Sunnis: Five Sunni scholars were sequestered for hours in the Zahedan-Khash road patrol office. Three Baluchi citizens, who are scholars of the Ghalamouei seminary, were arrested in Sirik County (southern Iran). Sunni scholars expressed outcry over the public statements of a soccer player they alleged to be disparaging of Sunni sanctities.

Six members of the Yamani Religious Group in Izeh County were also arrested, presumably for their beliefs.

Ethnic minorities: Arab citizens were arrested, and are still being arrested en masse in wake of the Ahvaz Parade Attack. HRANA is still in the process of confirming the identifies of the arrestees, which according to local reports number into the hundreds. Other arrests suspected to be ethnically discriminatory include Nasim Sadeghi, Mohammad Abdolmohammad-Zadeh, Mojtaba Parvin, Ebrahim Divazi, as well as residents of Ilam, Ahvaz, Marivan, Urmia, Sanandaj, Kermanshah, Saqqez, Pevah, Oshnavieh, and Sardasht.

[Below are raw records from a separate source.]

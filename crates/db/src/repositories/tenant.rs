use sqlx::{sqlite::SqliteRow, Row};

use courier_core::domain::tenant::{ProviderConfigs, Tenant, TenantId};

use super::{
    encode_json, encode_timestamp, parse_json, parse_timestamp, RepositoryError, TenantRepository,
};
use crate::DbPool;

const TENANT_COLUMNS: &str =
    "id, slug, api_key_hash, provider_configs, is_active, created_at, updated_at";

pub struct SqlTenantRepository {
    pool: DbPool,
}

impl SqlTenantRepository {
    pub fn new(pool: DbPool) -> Self {
        Self { pool }
    }
}

#[async_trait::async_trait]
impl TenantRepository for SqlTenantRepository {
    async fn find_by_id(&self, id: &TenantId) -> Result<Option<Tenant>, RepositoryError> {
        let row = sqlx::query(&format!("SELECT {TENANT_COLUMNS} FROM tenants WHERE id = ?"))
            .bind(&id.0)
            .fetch_optional(&self.pool)
            .await?;

        row.map(tenant_from_row).transpose()
    }

    async fn find_by_api_key_hash(
        &self,
        api_key_hash: &str,
    ) -> Result<Option<Tenant>, RepositoryError> {
        let row =
            sqlx::query(&format!("SELECT {TENANT_COLUMNS} FROM tenants WHERE api_key_hash = ?"))
                .bind(api_key_hash)
                .fetch_optional(&self.pool)
                .await?;

        row.map(tenant_from_row).transpose()
    }

    async fn save(&self, tenant: Tenant) -> Result<(), RepositoryError> {
        let provider_configs = encode_json("provider_configs", &tenant.provider_configs)?;

        sqlx::query(
            "INSERT INTO tenants (
                id,
                slug,
                api_key_hash,
                provider_configs,
                is_active,
                created_at,
                updated_at
             ) VALUES (?, ?, ?, ?, ?, ?, ?)
             ON CONFLICT(id) DO UPDATE SET
                slug = excluded.slug,
                api_key_hash = excluded.api_key_hash,
                provider_configs = excluded.provider_configs,
                is_active = excluded.is_active,
                updated_at = excluded.updated_at",
        )
        .bind(&tenant.id.0)
        .bind(&tenant.slug)
        .bind(&tenant.api_key_hash)
        .bind(provider_configs)
        .bind(tenant.is_active)
        .bind(encode_timestamp(tenant.created_at))
        .bind(encode_timestamp(tenant.updated_at))
        .execute(&self.pool)
        .await?;

        Ok(())
    }
}

fn tenant_from_row(row: SqliteRow) -> Result<Tenant, RepositoryError> {
    let provider_configs_raw = row.try_get::<String, _>("provider_configs")?;
    let provider_configs: ProviderConfigs =
        parse_json("provider_configs", &provider_configs_raw)?;

    Ok(Tenant {
        id: TenantId(row.try_get("id")?),
        slug: row.try_get("slug")?,
        api_key_hash: row.try_get("api_key_hash")?,
        provider_configs,
        is_active: row.try_get("is_active")?,
        created_at: parse_timestamp("created_at", row.try_get("created_at")?)?,
        updated_at: parse_timestamp("updated_at", row.try_get("updated_at")?)?,
    })
}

News emerged on the convictions of Abbas Lasani, Kiumars Eslami, Eghbal Ahmadpour, Keyvan Olyali, Hossein Ali Mohammadi Alvar, as well as defendants in Sanandaj, Urmia, Kamyaran, and two detainees of the Afrin battles in Syria. Turkic activist Javad Ahmadi Yekanli was summoned by county security police in the city of Khoy.

Children’s Rights

Children are among the most vulnerable to human rights abuses in Iran. Over the past month, four wrongful child deaths were reported in the cities of Tehran, Falavarjan (Isfahan Province), Qaem Shahr (Mazandaran province) and (Isfahan Province).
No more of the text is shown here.